Directions for this task:
Take the lines below between the one holding "impl Validate for" and the one holding "pub mod ports;", inclusive, and copy them exactly. Add nothing.

Dataset entries
● ● ● ● ●
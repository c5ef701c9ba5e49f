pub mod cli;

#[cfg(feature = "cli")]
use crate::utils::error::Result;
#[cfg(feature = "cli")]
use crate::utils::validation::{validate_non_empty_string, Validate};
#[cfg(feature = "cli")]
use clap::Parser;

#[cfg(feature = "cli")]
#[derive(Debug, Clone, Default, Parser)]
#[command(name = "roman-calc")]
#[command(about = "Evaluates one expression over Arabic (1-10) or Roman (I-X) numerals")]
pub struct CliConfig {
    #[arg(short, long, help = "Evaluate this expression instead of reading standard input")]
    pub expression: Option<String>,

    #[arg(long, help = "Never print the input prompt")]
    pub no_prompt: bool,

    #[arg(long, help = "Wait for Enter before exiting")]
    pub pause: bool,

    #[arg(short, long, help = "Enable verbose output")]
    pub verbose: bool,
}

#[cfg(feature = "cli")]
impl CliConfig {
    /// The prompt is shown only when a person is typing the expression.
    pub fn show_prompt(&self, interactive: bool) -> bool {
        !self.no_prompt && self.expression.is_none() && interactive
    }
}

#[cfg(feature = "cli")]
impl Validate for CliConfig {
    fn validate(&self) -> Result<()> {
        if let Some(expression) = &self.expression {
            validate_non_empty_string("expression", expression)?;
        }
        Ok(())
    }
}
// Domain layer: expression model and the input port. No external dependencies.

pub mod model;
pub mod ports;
● ● ● ● ●
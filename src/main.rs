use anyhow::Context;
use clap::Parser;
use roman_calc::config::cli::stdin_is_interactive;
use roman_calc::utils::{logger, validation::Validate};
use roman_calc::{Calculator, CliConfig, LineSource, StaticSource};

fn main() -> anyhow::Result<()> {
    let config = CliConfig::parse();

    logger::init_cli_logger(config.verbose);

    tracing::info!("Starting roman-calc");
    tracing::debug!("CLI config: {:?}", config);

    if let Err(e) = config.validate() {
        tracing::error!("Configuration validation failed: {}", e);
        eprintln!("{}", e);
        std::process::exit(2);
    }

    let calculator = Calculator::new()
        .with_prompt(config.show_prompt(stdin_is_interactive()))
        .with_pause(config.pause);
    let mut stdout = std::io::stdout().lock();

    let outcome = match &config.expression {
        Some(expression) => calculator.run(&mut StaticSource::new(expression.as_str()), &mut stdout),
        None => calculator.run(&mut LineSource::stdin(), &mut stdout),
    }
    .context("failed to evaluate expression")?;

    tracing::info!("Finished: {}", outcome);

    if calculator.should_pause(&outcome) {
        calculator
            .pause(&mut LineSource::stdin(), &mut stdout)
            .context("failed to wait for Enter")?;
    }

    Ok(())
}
● ● ● ● ●
Exercise result:
impl Validate for CliConfig {
    fn validate(&self) -> Result<()> {
        if let Some(expression) = &self.expression {
            validate_non_empty_string("expression", expression)?;
        }
        Ok(())
    }
}
// Domain layer: expression model and the input port. No external dependencies.

pub mod model;
pub mod ports;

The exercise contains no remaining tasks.